I have shown, bred, trained, and competed in almost every dog event for 20 years.  I have read all the dog training books, been to all the seminars....  I know how to read a dog,  I understand their behavior,  their issues, and  i know how to train them to do almost anything....
....  but  I dont understand goats!! 

Tonight  I let new mama Mapel out with all the other does...  shes been separated from  them for a week  for maternity leave ....  her babies are now 3 days old....  so as a test tonight,  I opened up the gates, and let everybody mingle in the yard for about an hour.

WOW

Mapel and Elvira immediately started butting heads.....  over and over....  rearing up on hind legs and hitting HARD.
They didnt seem angry.  But  every time  I tried to break them up, distract them with something else to do...  they kept seeking each other out and knocking heads again.
A few of the other girls tried to join in, and there was a 3 way and 4 way challenge.....  it was fascinating to watch.  I believe it was  all in play....  but they were playing hard!  and if it was play...  I didnt know that Elvira and Mapel were such good friends, and missing each other.  The alpha bitch / heard queen was one of the ones that tried to participate....  if it was dogs....  the alpha bitch would have stopped this fight/play.....  and chased off the two that started it.
In these goats...  the herd queen acted as if she was left out, and she wanted to be a part of it.....she stayed right with them, and watched.  She didnt choose sides...  she just wanted to join in.

I clearly dont understand goat behavior  but  ohhh  how  i loved watching this tonight.....


----------



## terrilhb (Apr 11, 2012)

I hope you get an answer. Cause I am right with you. I don't understand them either.


----------



## mama24 (Apr 11, 2012)

I don't get goats, either. I only have 2 young does. The herd queen is my bigger, older (by just weeks or months as far as I know) doe. She is nasty to my little doe at feeding time, but they are great friends. My little doe had her first kid a few days ago. My herd queen will chase the dog away from the baby, but when the baby runs up to her, she butts her! I guess she does it pretty gently, but I was shocked and horrified the first time I saw it. Baby's mama didn't seem to mind, so I guess I shouldn't either, but Geez!


----------



## elevan (Apr 11, 2012)

It's part of re-establishing herd order.  The Herd Queen only gave a few knocks to show that she is still in charge but the others were competing for their spots below her.


----------



## peachick (Apr 12, 2012)

elevan said:
			
		

> It's part of re-establishing herd order.  The Herd Queen only gave a few knocks to show that she is still in charge but the others were competing for their spots below her.


I believe you are right.
Thats is actually what I was thinking too.
Maple is second in command.... as the herd queens daughter,  and Elvira seems to be climbing up the ranks...  I see it with how she is treating the other girls lately. 
 I guess since Mapel has been away from the herd for a week Elvira tried to make her move.  LOL  you should see all that hair flying when she is rearing up and charging after someone....  big black mop.

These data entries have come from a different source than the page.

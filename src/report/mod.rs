use anyhow::{Context, Result};
use console::style;
use std::io::Write;
use std::path::{Path, PathBuf};

use crate::api::{CommentSection, VideoMetadata};
use crate::resolver::Bvid;

/// Marker appended to a truncated console preview
pub const ELLIPSIS: &str = "...";

const RULE_WIDTH: usize = 50;

/// First `limit` characters of `text`, with an ellipsis marker if anything was cut
pub fn preview(text: &str, limit: usize) -> String {
    match text.char_indices().nth(limit) {
        Some((cut, _)) => format!("{}{}", &text[..cut], ELLIPSIS),
        None => text.to_string(),
    }
}

/// Everything gathered for one video
#[derive(Debug, Clone)]
pub struct Report {
    pub bvid: Bvid,
    pub metadata: VideoMetadata,
    pub comments: CommentSection,
    pub transcript: String,
}

impl Report {
    /// `<identifier>_transcription.txt`
    pub fn file_name(&self) -> String {
        format!("{}_transcription.txt", self.bvid)
    }

    /// Plain-text file layout: title, description, comments, transcription
    pub fn render(&self) -> String {
        format!(
            "Title: {}\n\nDescription:\n{}\n\nTop comments:\n{}\n\nTranscription:\n{}",
            self.metadata.title, self.metadata.description, self.comments, self.transcript
        )
    }

    /// Write the untruncated report into `dir`, replacing any previous file
    pub fn save(&self, dir: &Path) -> Result<PathBuf> {
        let path = dir.join(self.file_name());
        fs_err::write(&path, self.render()).context("Failed to write report file")?;
        tracing::info!("Report written to {}", path.display());
        Ok(path)
    }
}

pub fn rule() -> String {
    "=".repeat(RULE_WIDTH)
}

pub fn print_metadata<W: Write>(out: &mut W, metadata: &VideoMetadata) -> Result<()> {
    writeln!(out, "\n{}", rule())?;
    writeln!(out, "{} {}", style("Title:").bold(), metadata.title)?;
    writeln!(out, "\n{}", style("Description:").bold())?;
    writeln!(out, "{}", metadata.description)?;
    writeln!(out, "{}", rule())?;
    Ok(())
}

pub fn print_comments<W: Write>(out: &mut W, comments: &CommentSection) -> Result<()> {
    writeln!(out, "\n{}", style("Top comments:").bold())?;
    writeln!(out, "{}", comments)?;
    writeln!(out, "{}", rule())?;
    Ok(())
}

pub fn print_transcript<W: Write>(out: &mut W, transcript: &str, limit: usize) -> Result<()> {
    writeln!(out, "\n{}", style("Transcription:").bold())?;
    writeln!(out, "{}", preview(transcript, limit))?;
    Ok(())
}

Studying animal behavior entertains me.


----------



## SarahFair (Apr 12, 2012)

I find goats funny creatures.

Sometimes I think they butt heads to "test the waters"

When I introduced my new goat I saw Fancy, the lowest goat on the rung (aside from a couple bottle babies who would shy away from a strong wind), was actually meaner than my herd queen, Mama. 
Mama would at times herd Fancy away and mount because I dont think she wanted the new goat getting confused about who was in charge. 
Guess Fancy just wanted to say "Listen here, Ive been here way longer than you and you arent getting ahead of me"


----------



## SDBoerGoats (Apr 12, 2012)

Mine do that whenever they are separated for any time, like when they have their babies, etc. They have been raised together since the day I got them, yet they do it every time. Only ones that never head butt each other are the 3 sisters I bought together, my very first goats. They love each other, called to each other when they were in their separate kidding pens this January. Amber had her babies last, she was about 4 days behind her sisters. And even though they couldn't see her, they knew she was having babies! They would call out to her, and she would be busy licking her babies and take a second to call back. It was so cute and loving, for them to tell each other what was going on. Also when Amber was getting ready to deliver, we had checked on her and decided we'd go in for a quick lunch. She stuck her head through the panels and yelled at us. We went back to check and she's like DON"T LEAVE ME NOW! Sure enough, she was getting ready to have those babies. The triplets always head butt with OTHER goats that have been gone for any length of time, but never ever each other.


----------